* WHAT THE TASK REQUIRES
Count, in the entries below, the lines in which "generate" occurs. Give the number, nothing more.
Start of INPUT DATA
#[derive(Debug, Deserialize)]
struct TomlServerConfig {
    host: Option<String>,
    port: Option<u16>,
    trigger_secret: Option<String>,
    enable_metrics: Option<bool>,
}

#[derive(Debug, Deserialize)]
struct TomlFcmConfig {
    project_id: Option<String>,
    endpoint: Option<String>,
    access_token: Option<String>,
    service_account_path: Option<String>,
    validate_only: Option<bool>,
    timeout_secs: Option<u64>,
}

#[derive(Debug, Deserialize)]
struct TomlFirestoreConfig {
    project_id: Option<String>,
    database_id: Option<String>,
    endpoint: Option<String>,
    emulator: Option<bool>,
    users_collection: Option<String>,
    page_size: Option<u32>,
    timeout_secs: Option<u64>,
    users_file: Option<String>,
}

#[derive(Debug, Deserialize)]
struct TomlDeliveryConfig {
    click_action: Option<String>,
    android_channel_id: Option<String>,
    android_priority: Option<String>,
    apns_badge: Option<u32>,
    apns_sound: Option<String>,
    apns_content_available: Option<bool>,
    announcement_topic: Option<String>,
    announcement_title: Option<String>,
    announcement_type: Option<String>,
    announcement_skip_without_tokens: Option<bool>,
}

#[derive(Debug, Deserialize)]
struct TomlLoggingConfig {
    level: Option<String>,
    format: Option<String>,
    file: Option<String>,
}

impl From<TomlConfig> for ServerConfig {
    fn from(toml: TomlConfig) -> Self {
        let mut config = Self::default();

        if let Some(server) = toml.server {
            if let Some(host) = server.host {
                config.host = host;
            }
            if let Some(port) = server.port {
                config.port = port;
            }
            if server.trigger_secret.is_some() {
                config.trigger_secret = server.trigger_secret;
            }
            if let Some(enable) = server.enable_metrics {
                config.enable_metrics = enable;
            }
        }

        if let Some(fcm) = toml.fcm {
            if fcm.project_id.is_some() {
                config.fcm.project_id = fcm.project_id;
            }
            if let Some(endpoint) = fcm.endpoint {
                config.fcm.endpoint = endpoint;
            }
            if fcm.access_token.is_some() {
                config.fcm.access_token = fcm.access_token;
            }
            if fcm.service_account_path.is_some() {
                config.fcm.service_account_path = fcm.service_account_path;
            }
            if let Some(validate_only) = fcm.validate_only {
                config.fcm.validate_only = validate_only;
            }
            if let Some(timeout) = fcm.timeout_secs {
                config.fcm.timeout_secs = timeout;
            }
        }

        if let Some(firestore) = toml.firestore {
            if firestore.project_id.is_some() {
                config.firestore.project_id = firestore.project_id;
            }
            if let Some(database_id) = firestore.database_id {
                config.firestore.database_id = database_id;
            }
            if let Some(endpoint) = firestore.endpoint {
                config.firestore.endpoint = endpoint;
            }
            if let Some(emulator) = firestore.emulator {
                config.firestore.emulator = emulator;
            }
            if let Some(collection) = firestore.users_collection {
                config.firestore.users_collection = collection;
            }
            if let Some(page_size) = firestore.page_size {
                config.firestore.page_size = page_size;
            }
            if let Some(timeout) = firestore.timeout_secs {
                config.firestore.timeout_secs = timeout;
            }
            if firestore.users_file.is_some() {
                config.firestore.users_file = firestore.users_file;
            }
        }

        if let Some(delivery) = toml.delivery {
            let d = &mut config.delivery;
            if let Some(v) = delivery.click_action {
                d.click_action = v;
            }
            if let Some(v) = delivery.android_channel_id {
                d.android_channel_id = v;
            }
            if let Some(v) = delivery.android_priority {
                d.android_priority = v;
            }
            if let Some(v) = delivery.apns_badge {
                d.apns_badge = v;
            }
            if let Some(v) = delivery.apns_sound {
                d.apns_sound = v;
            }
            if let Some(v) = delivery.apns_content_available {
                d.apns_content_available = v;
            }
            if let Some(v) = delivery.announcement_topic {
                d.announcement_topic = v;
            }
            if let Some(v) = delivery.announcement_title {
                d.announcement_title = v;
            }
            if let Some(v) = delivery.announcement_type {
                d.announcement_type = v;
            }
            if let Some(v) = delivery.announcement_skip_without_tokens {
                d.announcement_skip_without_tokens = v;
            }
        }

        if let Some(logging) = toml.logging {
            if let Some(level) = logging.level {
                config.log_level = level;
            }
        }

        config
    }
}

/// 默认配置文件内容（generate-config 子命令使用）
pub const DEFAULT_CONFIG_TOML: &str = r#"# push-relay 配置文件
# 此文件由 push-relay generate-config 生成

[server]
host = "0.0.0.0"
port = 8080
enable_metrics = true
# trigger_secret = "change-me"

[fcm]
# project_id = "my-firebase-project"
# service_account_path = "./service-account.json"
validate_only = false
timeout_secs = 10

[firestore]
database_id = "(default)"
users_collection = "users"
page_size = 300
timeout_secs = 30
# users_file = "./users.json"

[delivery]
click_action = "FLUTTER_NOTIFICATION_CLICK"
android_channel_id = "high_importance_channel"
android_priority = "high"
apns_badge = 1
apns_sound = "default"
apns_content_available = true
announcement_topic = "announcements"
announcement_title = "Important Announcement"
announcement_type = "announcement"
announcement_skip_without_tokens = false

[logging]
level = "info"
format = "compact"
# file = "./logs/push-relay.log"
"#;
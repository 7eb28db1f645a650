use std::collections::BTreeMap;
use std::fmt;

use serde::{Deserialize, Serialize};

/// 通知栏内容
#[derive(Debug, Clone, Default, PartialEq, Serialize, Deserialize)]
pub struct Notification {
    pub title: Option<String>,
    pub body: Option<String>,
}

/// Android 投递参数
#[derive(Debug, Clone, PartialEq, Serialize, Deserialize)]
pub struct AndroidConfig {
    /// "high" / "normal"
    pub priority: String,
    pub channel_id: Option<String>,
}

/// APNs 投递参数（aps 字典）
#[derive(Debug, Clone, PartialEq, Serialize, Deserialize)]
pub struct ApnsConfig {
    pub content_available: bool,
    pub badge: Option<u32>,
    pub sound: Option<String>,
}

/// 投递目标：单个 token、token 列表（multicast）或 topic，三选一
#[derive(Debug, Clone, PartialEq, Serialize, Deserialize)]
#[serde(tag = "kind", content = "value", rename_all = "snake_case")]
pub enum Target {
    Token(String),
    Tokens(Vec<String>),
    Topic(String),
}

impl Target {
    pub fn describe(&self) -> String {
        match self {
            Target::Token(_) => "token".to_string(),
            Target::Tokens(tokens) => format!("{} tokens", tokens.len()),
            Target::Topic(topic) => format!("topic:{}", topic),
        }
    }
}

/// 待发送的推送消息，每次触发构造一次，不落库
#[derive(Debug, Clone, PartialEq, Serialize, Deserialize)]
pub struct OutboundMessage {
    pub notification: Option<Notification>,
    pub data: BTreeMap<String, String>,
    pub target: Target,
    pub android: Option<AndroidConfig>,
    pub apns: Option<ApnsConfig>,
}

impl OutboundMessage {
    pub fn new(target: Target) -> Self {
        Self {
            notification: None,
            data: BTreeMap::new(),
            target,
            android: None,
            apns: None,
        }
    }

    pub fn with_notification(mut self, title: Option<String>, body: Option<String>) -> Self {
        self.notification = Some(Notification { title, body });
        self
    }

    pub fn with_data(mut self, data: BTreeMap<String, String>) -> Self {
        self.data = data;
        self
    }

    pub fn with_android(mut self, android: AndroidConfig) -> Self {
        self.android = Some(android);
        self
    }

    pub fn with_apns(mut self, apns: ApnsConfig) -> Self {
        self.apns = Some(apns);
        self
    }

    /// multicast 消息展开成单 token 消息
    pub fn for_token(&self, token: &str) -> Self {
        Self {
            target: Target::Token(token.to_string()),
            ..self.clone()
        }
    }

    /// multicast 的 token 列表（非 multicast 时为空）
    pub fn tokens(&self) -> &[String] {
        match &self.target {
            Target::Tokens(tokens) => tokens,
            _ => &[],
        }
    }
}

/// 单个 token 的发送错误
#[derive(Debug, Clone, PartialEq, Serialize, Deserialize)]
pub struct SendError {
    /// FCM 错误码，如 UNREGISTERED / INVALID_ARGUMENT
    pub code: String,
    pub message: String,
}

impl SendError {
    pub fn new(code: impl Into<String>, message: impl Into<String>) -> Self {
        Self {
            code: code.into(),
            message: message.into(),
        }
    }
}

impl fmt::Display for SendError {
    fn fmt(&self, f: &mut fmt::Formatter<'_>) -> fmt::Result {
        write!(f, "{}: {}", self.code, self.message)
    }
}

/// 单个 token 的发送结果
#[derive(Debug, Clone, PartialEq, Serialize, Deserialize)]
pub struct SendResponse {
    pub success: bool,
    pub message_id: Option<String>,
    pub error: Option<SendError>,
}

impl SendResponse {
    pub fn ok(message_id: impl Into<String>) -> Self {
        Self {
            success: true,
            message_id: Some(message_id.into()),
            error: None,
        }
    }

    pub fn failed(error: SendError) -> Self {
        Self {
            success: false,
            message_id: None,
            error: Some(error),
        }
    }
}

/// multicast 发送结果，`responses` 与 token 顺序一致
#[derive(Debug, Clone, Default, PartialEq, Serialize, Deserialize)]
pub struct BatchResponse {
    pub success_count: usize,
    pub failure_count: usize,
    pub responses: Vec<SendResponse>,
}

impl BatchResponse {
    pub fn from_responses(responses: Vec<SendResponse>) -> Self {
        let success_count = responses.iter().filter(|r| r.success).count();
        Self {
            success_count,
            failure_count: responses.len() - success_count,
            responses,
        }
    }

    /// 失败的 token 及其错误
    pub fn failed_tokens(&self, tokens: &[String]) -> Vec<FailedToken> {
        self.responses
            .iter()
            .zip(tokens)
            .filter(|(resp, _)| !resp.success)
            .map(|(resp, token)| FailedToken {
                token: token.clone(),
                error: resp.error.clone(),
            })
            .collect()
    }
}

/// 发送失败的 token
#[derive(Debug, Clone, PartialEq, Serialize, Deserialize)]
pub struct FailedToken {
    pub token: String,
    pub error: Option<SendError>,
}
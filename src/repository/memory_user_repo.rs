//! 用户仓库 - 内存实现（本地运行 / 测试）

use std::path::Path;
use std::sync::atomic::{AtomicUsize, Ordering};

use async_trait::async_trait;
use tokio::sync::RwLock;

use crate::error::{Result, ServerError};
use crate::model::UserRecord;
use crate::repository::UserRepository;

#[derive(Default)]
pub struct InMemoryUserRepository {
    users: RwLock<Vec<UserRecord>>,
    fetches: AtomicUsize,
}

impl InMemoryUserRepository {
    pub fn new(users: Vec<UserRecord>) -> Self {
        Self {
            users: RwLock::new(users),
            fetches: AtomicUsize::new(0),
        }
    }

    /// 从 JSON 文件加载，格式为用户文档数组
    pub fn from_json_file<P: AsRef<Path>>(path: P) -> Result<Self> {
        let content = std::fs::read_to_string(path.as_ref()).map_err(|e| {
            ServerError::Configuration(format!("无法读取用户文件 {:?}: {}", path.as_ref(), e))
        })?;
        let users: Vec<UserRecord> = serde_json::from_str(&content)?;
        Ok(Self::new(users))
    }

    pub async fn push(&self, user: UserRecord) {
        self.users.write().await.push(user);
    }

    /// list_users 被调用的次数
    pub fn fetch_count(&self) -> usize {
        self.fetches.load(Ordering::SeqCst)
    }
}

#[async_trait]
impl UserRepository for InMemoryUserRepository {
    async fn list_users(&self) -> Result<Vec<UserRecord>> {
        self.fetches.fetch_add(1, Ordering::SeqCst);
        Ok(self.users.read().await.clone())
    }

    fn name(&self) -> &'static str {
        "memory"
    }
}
End of INPUT DATA
* SOLUTION FOR THIS TASK
2